Going through the data below, find how many lines include the word "Delete", and reply with that number alone.

BEGIN

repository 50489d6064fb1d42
use std::io::Read;

use anyhow::Context;

/// Compute effective limit with precedence: local arg -> global flag -> fallback.
#[must_use]
pub fn effective_limit(local: Option<u32>, global: Option<u32>, fallback: u32) -> u32 {
    local.or(global).unwrap_or(fallback)
}

/// Inline text, or all of stdin when the argument is `-`.
pub fn read_text_arg(arg: &str) -> anyhow::Result<String> {
    if arg != "-" {
        return Ok(arg.to_string());
    }
    let mut text = String::new();
    std::io::stdin()
        .read_to_string(&mut text)
        .context("failed to read text from stdin")?;
    Ok(text)
}

/// Reject blank input before anything is sent.
pub fn require_text(text: &str) -> anyhow::Result<()> {
    if text.trim().is_empty() {
        anyhow::bail!("nothing to analyze: the text is empty");
    }
    Ok(())
}

#[cfg(test)]
mod tests {
    use super::{effective_limit, read_text_arg, require_text};

    #[test]
    fn local_takes_precedence() {
        assert_eq!(effective_limit(Some(5), Some(10), 20), 5);
    }

    #[test]
    fn global_used_when_local_missing() {
        assert_eq!(effective_limit(None, Some(10), 20), 10);
    }

    #[test]
    fn fallback_used_when_none_set() {
        assert_eq!(effective_limit(None, None, 20), 20);
    }

    #[test]
    fn inline_text_is_returned_verbatim() {
        assert_eq!(read_text_arg("保证金 10 万").expect("inline"), "保证金 10 万");
    }

    #[test]
    fn blank_text_is_rejected() {
        assert!(require_text(" \n\t").is_err());
        assert!(require_text("x").is_ok());
    }
}
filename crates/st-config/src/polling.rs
//! Job polling configuration.

use serde::{Deserialize, Serialize};

const fn default_interval_ms() -> u64 {
    1600
}

/// 900 polls at 1.6 s is roughly 24 minutes.
const fn default_max_polls() -> u32 {
    900
}

const fn default_max_transient_failures() -> u32 {
    5
}

const fn default_backoff_multiplier() -> f64 {
    2.0
}

const fn default_max_backoff_ms() -> u64 {
    30_000
}

#[derive(Debug, Clone, Deserialize, Serialize)]
pub struct PollingConfig {
    /// Delay between status polls, in milliseconds.
    #[serde(default = "default_interval_ms")]
    pub interval_ms: u64,

    /// Maximum number of polls before giving up. `0` disables the cap.
    #[serde(default = "default_max_polls")]
    pub max_polls: u32,

    /// Consecutive transient failures tolerated before the loop aborts.
    #[serde(default = "default_max_transient_failures")]
    pub max_transient_failures: u32,

    /// Growth factor of the retry delay after each consecutive failure.
    #[serde(default = "default_backoff_multiplier")]
    pub backoff_multiplier: f64,

    /// Upper bound on the retry delay, in milliseconds.
    #[serde(default = "default_max_backoff_ms")]
    pub max_backoff_ms: u64,
}

impl Default for PollingConfig {
    fn default() -> Self {
        Self {
            interval_ms: default_interval_ms(),
            max_polls: default_max_polls(),
            max_transient_failures: default_max_transient_failures(),
            backoff_multiplier: default_backoff_multiplier(),
            max_backoff_ms: default_max_backoff_ms(),
        }
    }
}
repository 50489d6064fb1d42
use clap::ValueEnum;

/// Shared output mode across all commands.
#[derive(Clone, Copy, Debug, Eq, PartialEq, ValueEnum)]
pub enum OutputFormat {
    Json,
    Table,
    Raw,
}

/// Global flags available before or after subcommands.
#[derive(Clone, Debug)]
pub struct GlobalFlags {
    pub format: OutputFormat,
    pub limit: Option<u32>,
    pub quiet: bool,
    pub verbose: bool,
}
use clap::{Args, Subcommand};

#[derive(Clone, Debug, Subcommand)]
pub enum JobCommands {
    /// Fetch the current state of a job once.
    Status { id: String },
    /// Poll a job until it completes or fails.
    Wait { id: String },
    /// Show the source text around an analysis item.
    Source(JobSourceArgs),
    /// Jobs you submitted, without their results.
    List,
    /// Delete a job and its stored source text.
    Delete { id: String },
}

#[derive(Clone, Debug, Args)]
pub struct JobSourceArgs {
    pub id: String,
    /// Character offset of the excerpt.
    #[arg(long)]
    pub start: u64,
    /// End offset; defaults to start + excerpt length.
    #[arg(long)]
    pub end: Option<u64>,
    /// Characters of context on each side.
    #[arg(long)]
    pub window: Option<u32>,
    /// Excerpt to highlight inside the context.
    #[arg(long)]
    pub excerpt: Option<String>,
    /// Render highlighted HTML instead of terminal markup.
    #[arg(long)]
    pub html: bool,
}
use std::io::IsTerminal;
use std::sync::OnceLock;

use crate::cli::{GlobalFlags, OutputFormat};

#[derive(Clone, Copy, Debug)]
pub struct UiPrefs {
    pub table_color: bool,
    pub progress: bool,
    pub ansi_highlight: bool,
    pub term_width: Option<usize>,
}

static UI_PREFS: OnceLock<UiPrefs> = OnceLock::new();

pub fn init(flags: &GlobalFlags) {
    let stdout_tty = std::io::stdout().is_terminal();
    let no_color = std::env::var_os("NO_COLOR").is_some();

    let term_width = std::env::var("COLUMNS")
        .ok()
        .and_then(|value| value.parse::<usize>().ok())
        .filter(|width| *width >= 40);

    let _ = UI_PREFS.set(UiPrefs {
        table_color: stdout_tty && flags.format == OutputFormat::Table && !flags.quiet && !no_color,
        progress: std::io::stderr().is_terminal() && !flags.quiet,
        ansi_highlight: stdout_tty && !no_color,
        term_width,
    });
}

#[must_use]
pub fn prefs() -> UiPrefs {
    *UI_PREFS.get().unwrap_or(&UiPrefs {
        table_color: false,
        progress: false,
        ansi_highlight: false,
        term_width: None,
    })
}
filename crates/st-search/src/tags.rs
//! Quick tags: single-click presets, mutually exclusive within each group.
//!
//! Toggling the value a group already holds clears the group.

use std::fmt;
use std::str::FromStr;

use st_core::SearchEntity;

use crate::entity::{TagKind, profile};
use crate::error::SearchError;

/// Kind of intellectual property, matched through a search term.
#[derive(Debug, Clone, Copy, PartialEq, Eq, Hash)]
pub enum IpKind {
    Patent,
    Copyright,
    Trademark,
}

impl IpKind {
    /// Term the server indexes this kind under.
    pub const fn search_term(self) -> &'static str {
        match self {
            Self::Patent => "专利",
            Self::Copyright => "软著",
            Self::Trademark => "商标",
        }
    }

    pub const fn as_str(self) -> &'static str {
        match self {
            Self::Patent => "patent",
            Self::Copyright => "copyright",
            Self::Trademark => "trademark",
        }
    }
}

impl fmt::Display for IpKind {
    fn fmt(&self, f: &mut fmt::Formatter<'_>) -> fmt::Result {
        f.write_str(self.as_str())
    }
}

impl FromStr for IpKind {
    type Err = SearchError;

    fn from_str(s: &str) -> Result<Self, Self::Err> {
        match s.trim().to_ascii_lowercase().as_str() {
            "patent" => Ok(Self::Patent),
            "copyright" | "software_copyright" => Ok(Self::Copyright),
            "trademark" => Ok(Self::Trademark),
            other => Err(SearchError::InvalidFilter {
                key: "ip_kind".into(),
                reason: format!("'{other}' is not one of patent, copyright, trademark"),
            }),
        }
    }
}

/// Active quick tags.
#[derive(Debug, Clone, Default, PartialEq, Eq)]
pub struct QuickTags {
    pub fixed_price: bool,
    pub completed: bool,
    pub years: Option<u32>,
    /// Minimum amount in units of 10 000.
    pub min_wan: Option<u32>,
    pub group: Option<String>,
    pub category: Option<String>,
    pub not_expired: bool,
    pub ip_kind: Option<IpKind>,
}

fn toggle<T: PartialEq>(slot: &mut Option<T>, value: T) {
    if slot.as_ref() == Some(&value) {
        *slot = None;
    } else {
        *slot = Some(value);
    }
}

impl QuickTags {
    pub const fn toggle_fixed_price(&mut self) {
        self.fixed_price = !self.fixed_price;
    }

    pub const fn toggle_completed(&mut self) {
        self.completed = !self.completed;
    }

    pub fn toggle_years(&mut self, years: u32) {
        toggle(&mut self.years, years);
    }

    pub fn toggle_min_wan(&mut self, wan: u32) {
        toggle(&mut self.min_wan, wan);
    }

    pub fn toggle_group(&mut self, code: impl Into<String>) {
        toggle(&mut self.group, code.into());
    }

    pub fn toggle_category(&mut self, category: impl Into<String>) {
        toggle(&mut self.category, category.into());
    }

    pub const fn toggle_not_expired(&mut self) {
        self.not_expired = !self.not_expired;
    }

    pub fn toggle_ip_kind(&mut self, kind: IpKind) {
        toggle(&mut self.ip_kind, kind);
    }

    /// Whether `kind` currently has a value.
    pub fn is_set(&self, kind: TagKind) -> bool {
        match kind {
            TagKind::FixedPrice => self.fixed_price,
            TagKind::Completed => self.completed,
            TagKind::Years => self.years.is_some_and(|years| years > 0),
            TagKind::MinAmount => self.min_wan.is_some_and(|wan| wan > 0),
            TagKind::Group => self.group.as_deref().is_some_and(|g| !g.trim().is_empty()),
            TagKind::Category => self
                .category
                .as_deref()
                .is_some_and(|c| !c.trim().is_empty()),
            TagKind::NotExpired => self.not_expired,
            TagKind::IpKind => self.ip_kind.is_some(),
        }
    }

    /// Whether any tag meaningful to `entity` is set.
    pub fn is_active_for(&self, entity: SearchEntity) -> bool {
        profile(entity).tags.iter().any(|kind| self.is_set(*kind))
    }
}

#[cfg(test)]
mod tests {
    use rstest::rstest;

    use super::*;

    #[test]
    fn toggling_same_value_clears_group() {
        let mut tags = QuickTags::default();
        tags.toggle_years(3);
        assert_eq!(tags.years, Some(3));
        tags.toggle_years(5);
        assert_eq!(tags.years, Some(5));
        tags.toggle_years(5);
        assert_eq!(tags.years, None);
    }

    #[test]
    fn boolean_tags_flip() {
        let mut tags = QuickTags::default();
        tags.toggle_fixed_price();
        tags.toggle_not_expired();
        assert!(tags.fixed_price && tags.not_expired);
        tags.toggle_fixed_price();
        assert!(!tags.fixed_price);
    }

    #[test]
    fn activity_only_counts_tags_the_entity_understands() {
        let mut tags = QuickTags::default();
        tags.toggle_fixed_price();
        assert!(tags.is_active_for(SearchEntity::Contracts));
        assert!(!tags.is_active_for(SearchEntity::Qualifications));
        assert!(!tags.is_active_for(SearchEntity::Companies));

        tags.toggle_group("1100");
        assert!(tags.is_active_for(SearchEntity::Qualifications));
        assert!(tags.is_active_for(SearchEntity::Personnel));
    }

    #[rstest]
    #[case("patent", IpKind::Patent, "专利")]
    #[case("Copyright", IpKind::Copyright, "软著")]
    #[case("trademark", IpKind::Trademark, "商标")]
    fn ip_kinds_parse_and_map_to_terms(
        #[case] raw: &str,
        #[case] kind: IpKind,
        #[case] term: &str,
    ) {
        let parsed: IpKind = raw.parse().expect("known kind");
        assert_eq!(parsed, kind);
        assert_eq!(parsed.search_term(), term);
    }

    #[test]
    fn unknown_ip_kind_is_rejected() {
        assert!("domain".parse::<IpKind>().is_err());
    }
}
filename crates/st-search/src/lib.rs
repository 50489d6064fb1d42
//! # st-search
//!
//! Entity search composition for SaveTime.
//!
//! Free text, quick tags and drawer filters are merged into per-entity query
//! parameters ([`build_params`]); a [`SearchSession`] tracks pagination and
//! discards responses that arrive after the search they answer was replaced.

pub mod backend;
pub mod compose;
pub mod display;
pub mod entity;
pub mod error;
pub mod filters;
pub mod paging;
pub mod session;
pub mod tags;

pub use backend::SearchBackend;
pub use compose::{SearchInput, build_params};
pub use entity::{EntityProfile, TagKind, profile};
pub use error::SearchError;
pub use filters::DrawerFilters;
pub use session::{PendingSearch, SearchSession};
pub use tags::{IpKind, QuickTags};
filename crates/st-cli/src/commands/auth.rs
use chrono::Utc;
use serde::Serialize;
use st_core::identity::UserProfile;
use st_core::responses::{AuthStatusResponse, LogoutResponse, PasswordResponse};

use crate::cli::GlobalFlags;
use crate::cli::subcommands::AuthCommands;
use crate::cli::subcommands::auth::{
    AuthChangePasswordArgs, AuthLoginArgs, AuthRegisterArgs, AuthResetArgs, AuthStatusArgs,
};
use crate::context::AppContext;
use crate::output::output;

#[derive(Serialize)]
struct LoginResponse {
    logged_in: bool,
    token_type: String,
    expires_at: i64,
    profile: Option<UserProfile>,
}

/// Handle `savetime auth <subcommand>`.
pub async fn handle(action: &AuthCommands, ctx: &AppContext, flags: &GlobalFlags) -> anyhow::Result<()> {
    match action {
        AuthCommands::Login(args) => login(args, ctx, flags).await,
        AuthCommands::Register(args) => register(args, ctx, flags).await,
        AuthCommands::Logout => logout(ctx, flags),
        AuthCommands::Status(args) => status(args, ctx, flags).await,
        AuthCommands::ChangePassword(args) => change_password(args, ctx, flags).await,
        AuthCommands::Forgot(args) => {
            let ticket = ctx.client()?.forgot_password(&args.phone).await?;
            output(&ticket, flags.format)
        }
        AuthCommands::Reset(args) => reset(args, ctx, flags).await,
    }
}

async fn login(args: &AuthLoginArgs, ctx: &AppContext, flags: &GlobalFlags) -> anyhow::Result<()> {
    let client = ctx.client()?;
    let grant = client.login(&args.phone, &args.password).await?;

    // The token is stored; a failing profile fetch only loses the greeting.
    let profile = match client.me().await {
        Ok(profile) => Some(profile),
        Err(error) => {
            tracing::warn!(%error, "logged in but could not fetch the profile");
            None
        }
    };

    let expires_at = ctx
        .session
        .token_store()
        .credential_at(Utc::now())
        .map_or(0, |credential| credential.expires_at);

    output(
        &LoginResponse {
            logged_in: true,
            token_type: grant.token_type,
            expires_at,
            profile,
        },
        flags.format,
    )
}

async fn register(args: &AuthRegisterArgs, ctx: &AppContext, flags: &GlobalFlags) -> anyhow::Result<()> {
    let client = ctx.client()?;
    let profile = client
        .register(&args.phone, &args.password, args.full_name.as_deref())
        .await?;
    output(&profile, flags.format)
}

async fn change_password(
    args: &AuthChangePasswordArgs,
    ctx: &AppContext,
    flags: &GlobalFlags,
) -> anyhow::Result<()> {
    ctx.client()?.change_password(&args.current, &args.new).await?;
    output(&password_response(ctx, true), flags.format)
}

async fn reset(args: &AuthResetArgs, ctx: &AppContext, flags: &GlobalFlags) -> anyhow::Result<()> {
    let grant = ctx
        .client()?
        .reset_password(&args.phone, &args.token, &args.new)
        .await?;
    output(&password_response(ctx, grant.is_some()), flags.format)
}

fn password_response(ctx: &AppContext, logged_in: bool) -> PasswordResponse {
    let expires_at = logged_in
        .then(|| ctx.session.token_store().credential_at(Utc::now()))
        .flatten()
        .map(|credential| credential.expires_at);
    PasswordResponse {
        changed: true,
        logged_in,
        expires_at,
    }
}

fn logout(ctx: &AppContext, flags: &GlobalFlags) -> anyhow::Result<()> {
    ctx.session.invalidate();
    output(&LogoutResponse { cleared: true }, flags.format)
}

async fn status(args: &AuthStatusArgs, ctx: &AppContext, flags: &GlobalFlags) -> anyhow::Result<()> {
    let credential = ctx.session.token_store().credential_at(Utc::now());

    let profile = if args.remote && credential.is_some() {
        Some(ctx.client()?.me().await?)
    } else {
        ctx.session.profile()
    };

    // A remote 401 invalidates the session, so re-read before reporting.
    let credential = if args.remote {
        ctx.session.token_store().credential_at(Utc::now())
    } else {
        credential
    };

    let response = AuthStatusResponse {
        logged_in: credential.is_some(),
        expires_at: credential.as_ref().map(|credential| credential.expires_at),
        profile: credential.and(profile),
    };
    output(&response, flags.format)
}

END

▸ **Answer box**: 2